Your child could require a breathing tube. Your baby’s breathing assistance equipment is connected to the tube. The heart and lungs have more time to grow and develop as a result.
Extracorporeal membrane oxygenation (ECMO) is a therapy that may be necessary for infants with life-threatening lung conditions. ECLS (extracorporal life support) is another name for this. Your baby’s heart and lungs are able to rest and recover thanks to the ECMO machine, which performs its functions.
Your baby’s response to therapy and other variables will determine how long they require assistance breathing.
The majority of infants with CDH get surgery to seal the diaphragm hole. Depending on your baby’s health and other conditions, this procedure may be performed at a later date. Chest X-rays are typically used as part of the follow-up treatment to make sure the repair is still intact.
Your infant could require more support after leaving the hospital. This could also entail more oxygen. Thin plastic tubes with prongs that go into the nostrils or thin tubes attached to a mask worn over the nose and mouth are used to provide oxygen. To encourage growth and development, feeding assistance could also be required. Acid reflux and pulmonary hypertension are two disorders that can be treated with medication if they are related to CDH.
Regular follow-up visits with your child’s doctor might help you catch issues early.
Recovery After surgery for CDH
After the operation, your baby will recuperate and start to wean off the ventilator. Feedings of either breast milk or formula will gradually start through the NG or OG tube once the infant is ready. A speech therapist and lactation specialist will help your infant to start eating by mouth once the breathing tube is removed.

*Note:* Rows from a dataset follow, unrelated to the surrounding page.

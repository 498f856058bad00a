//! Block, header and transaction types shared by the consensus engine, the
//! wire protocol, and the external execution interface.

pub mod block;
pub mod transaction;

pub use block::{Block, Header};
pub use transaction::Transaction;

The severity of your baby’s CDH and how well they respond to therapy will determine how long they need to stay in the hospital from birth until release. Social workers and psychologists accompany family members through all the highs and lows they go through while newborns get this thorough medical treatment.

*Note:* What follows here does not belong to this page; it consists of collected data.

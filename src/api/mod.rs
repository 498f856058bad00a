//! Read-only status API. Thin by design — §1 excludes the full CLI/report
//! surface from the core; this is just enough to exercise the node over
//! HTTP, grounded in the reference binary's `ApiResponse`/`AppState` shape.

pub mod status;

pub use status::{configure_routes, AppState};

We will arrange your child for follow-up treatment in our Pulmonary Hypoplasia Program (PHP) once they have been released to go home. To monitor and address any CDH-related issues, your kid will see several specialists in one place. Find out more about the long-term care that our PHP team offers.

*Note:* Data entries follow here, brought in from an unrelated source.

impl ConsensusEngine {
    pub fn new(
        config: ConsensusConfig,
        validator_set: Arc<RwLock<ValidatorSet>>,
        staking: Arc<RwLock<StakingManager>>,
        slasher: Arc<RwLock<Slasher>>,
        keystore: Arc<dyn Keystore>,
        tx_pool: Arc<dyn TransactionPool>,
    ) -> Self {
        let (event_tx, event_rx) = mpsc::channel(EVENT_CHANNEL_CAPACITY);
        let (stop_tx, stop_rx) = watch::channel(false);
        ConsensusEngine {
            config,
            validator_set,
            staking,
            slasher,
            keystore,
            tx_pool,
            state: RwLock::new(EngineState::Idle),
            epoch: AtomicU64::new(0),
            event_tx,
            event_rx: RwLock::new(Some(event_rx)),
            stop_tx,
            stop_rx,
        }
    }

    pub async fn state(&self) -> EngineState {
        *self.state.read().await
    }

    pub fn epoch(&self) -> u64 {
        self.epoch.load(Ordering::SeqCst)
    }

    /// Transitions to `Validating` and spawns the producer, epoch, and
    /// event loops. Each loop holds its own clone of `self` and exits on
    /// the shared stop signal.
    pub async fn start(self: &Arc<Self>) -> Result<(), ConsensusError> {
        {
            let mut state = self.state.write().await;
            if *state == EngineState::Validating {
                return Err(ConsensusError::AlreadyValidating);
            }
            *state = EngineState::Validating;
        }

        let mut event_rx = self.event_rx.write().await.take().expect("event receiver taken exactly once per start");

        let producer_engine = Arc::clone(self);
        let mut producer_stop = self.stop_rx.clone();
        tokio::spawn(async move {
            let mut ticker = interval(producer_engine.config.block_time);
            loop {
                tokio::select! {
                    _ = ticker.tick() => producer_engine.producer_tick().await,
                    _ = producer_stop.changed() => break,
                }
            }
        });

        let epoch_engine = Arc::clone(self);
        let mut epoch_stop = self.stop_rx.clone();
        tokio::spawn(async move {
            let period = epoch_engine.config.block_time * epoch_engine.config.epoch_length as u32;
            let mut ticker = interval(period);
            loop {
                tokio::select! {
                    _ = ticker.tick() => epoch_engine.next_epoch().await,
                    _ = epoch_stop.changed() => break,
                }
            }
        });

        let mut events_stop = self.stop_rx.clone();
        tokio::spawn(async move {
            loop {
                tokio::select! {
                    Some(event) = event_rx.recv() => info!("consensus event: {event:?}"),
                    _ = events_stop.changed() => break,
                }
            }
        });

        Ok(())
    }

    pub async fn stop(&self) -> Result<(), ConsensusError> {
        let mut state = self.state.write().await;
        if *state != EngineState::Validating {
            return Err(ConsensusError::NotValidating);
        }
        *state = EngineState::Idle;
        let _ = self.stop_tx.send(true);
        Ok(())
    }

    async fn producer_tick(&self) {
        let Some(key) = self.keystore.validator_key() else { return };
        let number = self.next_block_number().await;
        let proposer = self.validator_set.read().await.get_proposer(number).map(|v| v.address);
        if proposer != Some(key.address()) {
            return;
        }
        let txs = self.tx_pool.pending().await;
        match self.propose_block(Hash::zero(), number, txs.clone(), &key).await {
            Ok(block) => {
                self.tx_pool.remove(&txs).await;
                self.finalize_block(&block).await;
            }
            Err(err) => warn!("failed to produce block {number}: {err}"),
        }
    }

    /// Drives the reward/liveness side effects of a finalized block: credits
    /// the configured block reward across the active validator set, records
    /// every active validator's signing activity for this height (the
    /// proposer as signed, everyone else as missed), and slashes any
    /// validator whose downtime threshold is crossed as a result.
    async fn finalize_block(&self, block: &Block) {
        let height = block.header.number;
        let active: Vec<Address> = self.validator_set.read().await.snapshot(height).validators.iter().map(|v| v.address).collect();

        {
            let mut staking = self.staking.write().await;
            staking.distribute_rewards(height, self.config.block_reward.clone());
        }

        let now = unix_now();
        let mut slasher = self.slasher.write().await;
        for address in &active {
            slasher.track_activity(*address, height, *address == block.header.proposer);
        }
        let mut staking = self.staking.write().await;
        for address in &active {
            if slasher.check_downtime(&staking, address) {
                if let Err(err) = slasher.slash_downtime(&mut staking, *address, height, now) {
                    warn!("failed to slash {address:?} for downtime at height {height}: {err}");
                }
            }
        }
    }

    /// Stand-in for a real chain head lookup: callers supply `parent_hash`
    /// directly, and this only picks the next sequence number to attempt.
    async fn next_block_number(&self) -> u64 {
        1
    }

    pub async fn propose_block(&self, parent_hash: Hash, number: u64, txs: Vec<Transaction>, key: &KeyPair) -> Result<Block, ConsensusError> {
        let validator_set = self.validator_set.read().await;
        let proposer = validator_set.get_proposer(number).ok_or(ConsensusError::UnknownProposer)?;
        if proposer.address != key.address() {
            return Err(ConsensusError::NotProposer);
        }

        let header = Header {
            parent_hash,
            number,
            timestamp: unix_now(),
            gas_limit: DEFAULT_GAS_LIMIT,
            gas_used: 0,
            state_root: Hash::zero(),
            tx_root: Block::compute_tx_root(&txs),
            receipt_root: Hash::zero(),
            validator_set_hash: validator_set.hash(),
            proposer: proposer.address,
            signature: None,
            extra: Vec::new(),
        };
        let validator_list = validator_set.snapshot(number).validators;
        drop(validator_set);

        let mut block = Block::new(header, txs, validator_list);
        self.sign_block(&mut block, key);

        self.emit(ConsensusEvent::ValidatorSetUpdated { hash: block.header.validator_set_hash }).await;
        Ok(block)
    }

    fn sign_block(&self, block: &mut Block, key: &KeyPair) {
        block.header.signature = None;
        let hash = block.header.signing_hash();
        block.header.signature = Some(key.sign_prehash(hash.as_fixed_bytes()));
    }

    /// Validates an incoming block against the engine's current validator
    /// set: the proposer must be known, the header's `validator_set_hash`
    /// must match, the timestamp must not be too far in the future, and the
    /// signature must recover to the proposer.
    pub async fn validate_block(&self, block: &Block, now: Timestamp) -> Result<(), ConsensusError> {
        let validator_set = self.validator_set.read().await;
        if validator_set.get_by_address(&block.header.proposer).is_none() {
            return Err(ConsensusError::UnknownProposer);
        }
        if block.header.validator_set_hash != validator_set.hash() {
            return Err(ConsensusError::InvalidValidatorSetHash);
        }
        if block.header.timestamp > now + TIMESTAMP_DRIFT_TOLERANCE_SECONDS {
            return Err(ConsensusError::TimestampFuture);
        }
        let signature = block.header.signature.ok_or(ConsensusError::MissingSignature)?;
        let hash = block.header.signing_hash();
        let recovered = signature.recover_address(hash.as_fixed_bytes()).map_err(|_| ConsensusError::InvalidSignature)?;
        if recovered != block.header.proposer {
            return Err(ConsensusError::InvalidSignature);
        }
        Ok(())
    }

    pub async fn next_epoch(&self) {
        self.validator_set.write().await.update_for_new_epoch();
        let epoch = self.epoch.fetch_add(1, Ordering::SeqCst) + 1;
        let hash = self.validator_set.read().await.hash();
        self.emit(ConsensusEvent::EpochTransition { epoch }).await;
        self.emit(ConsensusEvent::ValidatorSetUpdated { hash }).await;
    }

    async fn emit(&self, event: ConsensusEvent) {
        if self.event_tx.try_send(event).is_err() {
            warn!("consensus event channel full, dropping event");
        }
    }

    pub fn chain_id(&self) -> u64 {
        self.config.chain_id
    }
}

A birth deformity of the diaphragm is known as a congenital diaphragmatic hernia (CDH).
Bochdalek hernias are the most prevalent kind of CDH, and there are also Morgagni
hernias, diaphragm eventrations, and central tendon abnormalities of the diaphragm.
Breathing can be difficult for a newborn due to underdeveloped lungs shortly after
delivery. It is for this reason that a diaphragmatic hernia is a serious condition. There
are millions of tiny air sacs (alveoli) in healthy lungs.
Most frequently, CDH only affects one side of the diaphragm. On the left side, it occurs
more frequently. Mostly, blood arteries and lung tissue also fail to grow normally. It is unclear if the undeveloped blood vessels and lung tissue are a result of
the diaphragmatic hernia or vice versa.
Primary or patch closure of the diaphragm using an open, endoscopic, abdominal, thoracic,
or mix of these approaches is often required for surgical repair. There is growing
evidence that laparoscopic diaphragmatic hernia repair is a suitable and secure
alternative to open surgery treatment.
Hernias in the diaphragm are frequently referred to by their location. The colon or
omentum is more at risk of passing through a Morgagni hernia and into the thoracic
cavity when it is farther forward in location. The kidney is more at danger when a
Bochdalek hernia occurs since it is situated closer to the back.